▸ **What to do**
I need each line of the entries below that includes the string "metrics".

▸ **Dataset extract**
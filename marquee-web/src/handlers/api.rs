//! JSON API handlers

use axum::Json;
use axum::extract::State;
use axum::extract::rejection::JsonRejection;
use axum::http::{HeaderMap, StatusCode, header};
use axum::response::IntoResponse;
use marquee_core::TrendRecord;
use marquee_search::UiState;
use serde::Deserialize;
use serde_json::json;

use crate::errors::WebError;
use crate::server::AppState;
use crate::session::{Session, session_cookie, session_id};

/// Body of `POST /api/query`
#[derive(Debug, Deserialize)]
pub struct QueryRequest {
    /// Raw search text
    pub query: String,
}

/// Opens a session for clients that never load the home page.
///
/// Replies with the session cookie and `{"session": id}`.
pub async fn api_open_session(
    State(state): State<AppState>,
    headers: HeaderMap,
) -> impl IntoResponse {
    let (id, _) = state.sessions.open(session_id(&headers));

    (
        StatusCode::CREATED,
        [(header::SET_COOKIE, session_cookie(id))],
        Json(json!({ "session": id })),
    )
}

/// Returns the full search state of the caller's session.
pub async fn api_state(Session(search): Session) -> Json<UiState> {
    Json(search.state())
}

/// Returns the trending records loaded when the session opened.
pub async fn api_trending(Session(search): Session) -> Json<Vec<TrendRecord>> {
    Json(search.state().trending)
}

/// Replaces the raw query, exactly like typing into the search box.
///
/// # Errors
/// - `WebError::SessionNotFound` - No live session cookie
/// - `WebError::BadRequest` - Body is not `{"query": "..."}`
/// - `WebError::SearchUnavailable` - The session's orchestrator has stopped
pub async fn api_set_query(
    Session(search): Session,
    body: Result<Json<QueryRequest>, JsonRejection>,
) -> Result<StatusCode, WebError> {
    let Json(request) = body.map_err(|e| WebError::BadRequest {
        reason: e.body_text(),
    })?;

    search.set_query(request.query).await?;
    Ok(StatusCode::ACCEPTED)
}
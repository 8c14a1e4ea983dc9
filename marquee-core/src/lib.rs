//! Marquee Core - Shared building blocks
//!
//! Configuration, the domain records exchanged with the movie catalog and
//! the trend store, and the tracing setup used by every binary.

pub mod config;
pub mod tracing_setup;
pub mod types;

// Re-export main types for convenient access
pub use config::{CatalogConfig, MarqueeConfig, SearchConfig, ServerConfig, TrendStoreConfig};
pub use types::{CatalogPage, Movie, NOT_AVAILABLE, TrendRecord};

/// Core errors that can bubble up from startup and wiring code.
#[derive(Debug, thiserror::Error)]
pub enum MarqueeError {
    #[error("Configuration error: {reason}")]
    Configuration { reason: String },

    #[error("I/O error: {0}")]
    Io(#[from] std::io::Error),

    #[error("Web UI error: {reason}")]
    WebUI { reason: String },
}

impl MarqueeError {
    /// Message printed to the terminal when startup fails.
    pub fn user_message(&self) -> String {
        match self {
            MarqueeError::Configuration { reason } => format!("Configuration problem: {reason}"),
            MarqueeError::Io(_) => "File system error occurred".to_string(),
            MarqueeError::WebUI { reason } => format!("Web interface error: {reason}"),
        }
    }

    /// Wraps any displayable web server failure.
    pub fn from_web_ui_error(error: impl std::fmt::Display) -> Self {
        MarqueeError::WebUI {
            reason: error.to_string(),
        }
    }
}
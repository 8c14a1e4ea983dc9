//! Layout components - header, sections, polling containers

use std::time::Duration;

/// Escapes text for use inside HTML content and attribute values.
pub fn escape(text: &str) -> String {
    text.replace('&', "&amp;")
        .replace('<', "&lt;")
        .replace('>', "&gt;")
        .replace('"', "&quot;")
        .replace('\'', "&#39;")
}

/// Renders the page header with the tagline and the search input.
pub fn hero_header(search_html: &str) -> String {
    format!(
        r#"<header class="text-center mb-12">
            <h1 class="text-4xl sm:text-5xl font-bold text-white leading-tight max-w-3xl mx-auto">
                Find <span class="text-gradient">Movies</span> You'll Enjoy Without the Hassle
            </h1>
            {search_html}
        </header>"#
    )
}

/// Renders a titled page section.
pub fn section(class: &str, title: &str, content: &str) -> String {
    format!(
        r#"<section class="{class} mt-12">
            <h2 class="text-2xl font-bold text-white mb-6">{title}</h2>
            {content}
        </section>"#
    )
}

/// Wraps `content` in a container that re-fetches `url` every `interval`.
///
/// The response replaces the container's inner HTML.
pub fn polling_region(id: &str, url: &str, interval: Duration, content: &str) -> String {
    let millis = interval.as_millis().max(1);
    format!(
        r#"<div id="{id}" hx-get="{url}" hx-trigger="every {millis}ms" hx-swap="innerHTML">
            {content}
        </div>"#
    )
}

#[cfg(test)]
mod tests {
    use super::*;

    #[test]
    fn test_escape() {
        assert_eq!(
            escape(r#"<b>"Tom & Jerry's"</b>"#),
            "&lt;b&gt;&quot;Tom &amp; Jerry&#39;s&quot;&lt;/b&gt;"
        );
        assert_eq!(escape("Amélie"), "Amélie");
    }

    #[test]
    fn test_polling_region_interval() {
        let html = polling_region("results", "/htmx/results", Duration::from_millis(500), "x");
        assert!(html.contains(r#"hx-get="/htmx/results""#));
        assert!(html.contains(r#"hx-trigger="every 500ms""#));
        assert!(html.contains(r#"id="results""#));
    }
}
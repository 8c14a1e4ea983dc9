//! Centralized configuration for Marquee.
//!
//! All tunable parameters and remote endpoints are defined here so that
//! business logic receives them by injection instead of reading the
//! environment itself.

use std::time::Duration;

use url::Url;

use crate::MarqueeError;

/// Central configuration for all Marquee components.
///
/// Groups related configuration settings into logical sections.
/// Supports environment variable overrides for runtime customization.
#[derive(Debug, Clone, Default)]
pub struct MarqueeConfig {
    pub catalog: CatalogConfig,
    pub trend_store: TrendStoreConfig,
    pub search: SearchConfig,
    pub server: ServerConfig,
}

/// Movie catalog API configuration.
///
/// The bearer token is optional. A missing token is not
/// validated and simply makes every catalog request fail authorization.
#[derive(Debug, Clone)]
pub struct CatalogConfig {
    /// Base URL of the catalog REST API, without trailing slash
    pub base_url: String,
    /// Bearer token sent in the `Authorization` header
    pub api_token: Option<String>,
    /// Prefix joined with a movie's poster path to build an image URL
    pub image_base_url: String,
}

impl Default for CatalogConfig {
    fn default() -> Self {
        Self {
            base_url: "https://api.themoviedb.org/3".to_string(),
            api_token: None,
            image_base_url: "https://image.tmdb.org/t/p/w500".to_string(),
        }
    }
}

/// Hosted record store configuration for trending searches.
#[derive(Debug, Clone)]
pub struct TrendStoreConfig {
    /// REST endpoint of the hosted backend, e.g. `https://cloud.appwrite.io/v1`
    pub endpoint: String,
    /// Project identifier sent with every request
    pub project_id: Option<String>,
    /// Database holding the metrics collection
    pub database_id: Option<String>,
    /// Collection holding one document per search term
    pub collection_id: Option<String>,
    /// Server API key, if the collection is not publicly writable
    pub api_key: Option<String>,
    /// Number of records returned by a trending query
    pub trending_limit: usize,
}

impl Default for TrendStoreConfig {
    fn default() -> Self {
        Self {
            endpoint: "https://cloud.appwrite.io/v1".to_string(),
            project_id: None,
            database_id: None,
            collection_id: None,
            api_key: None,
            trending_limit: 5,
        }
    }
}

impl TrendStoreConfig {
    /// Returns true when every identifier needed to address the collection is set.
    pub fn is_configured(&self) -> bool {
        self.project_id.is_some() && self.database_id.is_some() && self.collection_id.is_some()
    }
}

/// Search input behaviour.
#[derive(Debug, Clone)]
pub struct SearchConfig {
    /// Quiet period after the last keystroke before a search is issued
    pub debounce: Duration,
    /// Capacity of the orchestrator command channel
    pub command_buffer: usize,
}

impl Default for SearchConfig {
    fn default() -> Self {
        Self {
            debounce: Duration::from_millis(500),
            command_buffer: 100,
        }
    }
}

/// Web server binding and polling settings.
#[derive(Debug, Clone)]
pub struct ServerConfig {
    /// Host to bind to
    pub host: String,
    /// Port to bind to
    pub port: u16,
    /// How often the browser polls rendered fragments
    pub poll_interval: Duration,
    /// Directory served under `/static`
    pub static_dir: String,
    /// Browser sessions unseen for this long are ended
    pub session_idle_timeout: Duration,
}

impl Default for ServerConfig {
    fn default() -> Self {
        Self {
            host: "127.0.0.1".to_string(),
            port: 3000,
            poll_interval: Duration::from_millis(500),
            static_dir: "marquee-web/static".to_string(),
            session_idle_timeout: Duration::from_secs(30 * 60),
        }
    }
}

impl MarqueeConfig {
    /// Creates configuration with environment variable overrides.
    ///
    /// Allows runtime configuration via environment variables while
    /// maintaining sensible defaults. Malformed numeric values are ignored.
    pub fn from_env() -> Self {
        Self::from_lookup(|key| std::env::var(key).ok())
    }

    /// Builds configuration from an arbitrary key lookup.
    ///
    /// `from_env` delegates here; tests pass a map instead of mutating the
    /// process environment.
    pub fn from_lookup<F>(lookup: F) -> Self
    where
        F: Fn(&str) -> Option<String>,
    {
        let mut config = Self::default();

        // Catalog overrides
        if let Some(token) = lookup("MARQUEE_TMDB_API_KEY") {
            config.catalog.api_token = Some(token);
        }
        if let Some(base_url) = lookup("MARQUEE_TMDB_BASE_URL") {
            config.catalog.base_url = base_url.trim_end_matches('/').to_string();
        }
        if let Some(image_base) = lookup("MARQUEE_TMDB_IMAGE_BASE_URL") {
            config.catalog.image_base_url = image_base.trim_end_matches('/').to_string();
        }

        // Trend store overrides
        if let Some(endpoint) = lookup("MARQUEE_APPWRITE_ENDPOINT") {
            config.trend_store.endpoint = endpoint.trim_end_matches('/').to_string();
        }
        config.trend_store.project_id = lookup("MARQUEE_APPWRITE_PROJECT_ID");
        config.trend_store.database_id = lookup("MARQUEE_APPWRITE_DATABASE_ID");
        config.trend_store.collection_id = lookup("MARQUEE_APPWRITE_COLLECTION_ID");
        config.trend_store.api_key = lookup("MARQUEE_APPWRITE_API_KEY");
        if let Some(limit) = lookup("MARQUEE_TRENDING_LIMIT") {
            if let Ok(limit) = limit.parse::<usize>() {
                config.trend_store.trending_limit = limit;
            }
        }

        // Search overrides
        if let Some(debounce) = lookup("MARQUEE_DEBOUNCE_MS") {
            if let Ok(millis) = debounce.parse::<u64>() {
                config.search.debounce = Duration::from_millis(millis);
            }
        }

        // Server overrides
        if let Some(idle) = lookup("MARQUEE_SESSION_IDLE_SECS") {
            if let Ok(secs) = idle.parse::<u64>() {
                config.server.session_idle_timeout = Duration::from_secs(secs);
            }
        }

        config
    }

    /// Creates a configuration for tests: local endpoints and a short debounce.
    pub fn for_testing() -> Self {
        Self {
            catalog: CatalogConfig {
                base_url: "http://127.0.0.1:9/3".to_string(),
                api_token: Some("test-token".to_string()),
                ..Default::default()
            },
            search: SearchConfig {
                debounce: Duration::from_millis(500),
                command_buffer: 16,
            },
            ..Default::default()
        }
    }

    /// Checks that configured URLs parse.
    ///
    /// Tokens and identifiers are not checked.
    ///
    /// # Errors
    ///
    /// - `MarqueeError::Configuration` - A base URL or endpoint is not a valid absolute URL
    pub fn validate(&self) -> Result<(), MarqueeError> {
        for (name, value) in [
            ("catalog base URL", &self.catalog.base_url),
            ("catalog image base URL", &self.catalog.image_base_url),
            ("trend store endpoint", &self.trend_store.endpoint),
        ] {
            Url::parse(value).map_err(|e| MarqueeError::Configuration {
                reason: format!("invalid {name} '{value}': {e}"),
            })?;
        }

        if self.trend_store.trending_limit == 0 {
            return Err(MarqueeError::Configuration {
                reason: "trending limit must be at least 1".to_string(),
            });
        }

        Ok(())
    }
}

#[cfg(test)]
mod tests {
    use std::collections::HashMap;

    use super::*;

    fn lookup_from(pairs: &[(&str, &str)]) -> impl Fn(&str) -> Option<String> {
        let map: HashMap<String, String> = pairs
            .iter()
            .map(|(k, v)| (k.to_string(), v.to_string()))
            .collect();
        move |key| map.get(key).cloned()
    }

    #[test]
    fn test_default_config_values() {
        let config = MarqueeConfig::default();

        assert_eq!(config.catalog.base_url, "https://api.themoviedb.org/3");
        assert!(config.catalog.api_token.is_none());
        assert_eq!(config.search.debounce, Duration::from_millis(500));
        assert_eq!(config.trend_store.trending_limit, 5);
        assert!(!config.trend_store.is_configured());
        assert_eq!(config.server.port, 3000);
    }

    #[test]
    fn test_lookup_overrides() {
        let config = MarqueeConfig::from_lookup(lookup_from(&[
            ("MARQUEE_TMDB_API_KEY", "secret"),
            ("MARQUEE_TMDB_BASE_URL", "http://localhost:8080/3/"),
            ("MARQUEE_APPWRITE_PROJECT_ID", "proj"),
            ("MARQUEE_APPWRITE_DATABASE_ID", "db"),
            ("MARQUEE_APPWRITE_COLLECTION_ID", "metrics"),
            ("MARQUEE_TRENDING_LIMIT", "3"),
            ("MARQUEE_DEBOUNCE_MS", "250"),
            ("MARQUEE_SESSION_IDLE_SECS", "60"),
        ]));

        assert_eq!(config.catalog.api_token.as_deref(), Some("secret"));
        assert_eq!(config.catalog.base_url, "http://localhost:8080/3");
        assert!(config.trend_store.is_configured());
        assert_eq!(config.trend_store.trending_limit, 3);
        assert_eq!(config.search.debounce, Duration::from_millis(250));
        assert_eq!(config.server.session_idle_timeout, Duration::from_secs(60));
    }

    #[test]
    fn test_malformed_numbers_keep_defaults() {
        let config = MarqueeConfig::from_lookup(lookup_from(&[
            ("MARQUEE_TRENDING_LIMIT", "many"),
            ("MARQUEE_DEBOUNCE_MS", "-1"),
        ]));

        assert_eq!(config.trend_store.trending_limit, 5);
        assert_eq!(config.search.debounce, Duration::from_millis(500));
    }

    #[test]
    fn test_validate_rejects_bad_urls() {
        let mut config = MarqueeConfig::default();
        assert!(config.validate().is_ok());

        config.catalog.base_url = "not a url".to_string();
        let err = config.validate().unwrap_err();
        assert!(matches!(err, MarqueeError::Configuration { .. }));
        assert!(err.to_string().contains("catalog base URL"));
    }

    #[test]
    fn test_validate_rejects_zero_trending_limit() {
        let mut config = MarqueeConfig::default();
        config.trend_store.trending_limit = 0;
        assert!(config.validate().is_err());
    }
}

▸ **Output of the task**
    /// Database holding the metrics collection
            ("MARQUEE_APPWRITE_COLLECTION_ID", "metrics"),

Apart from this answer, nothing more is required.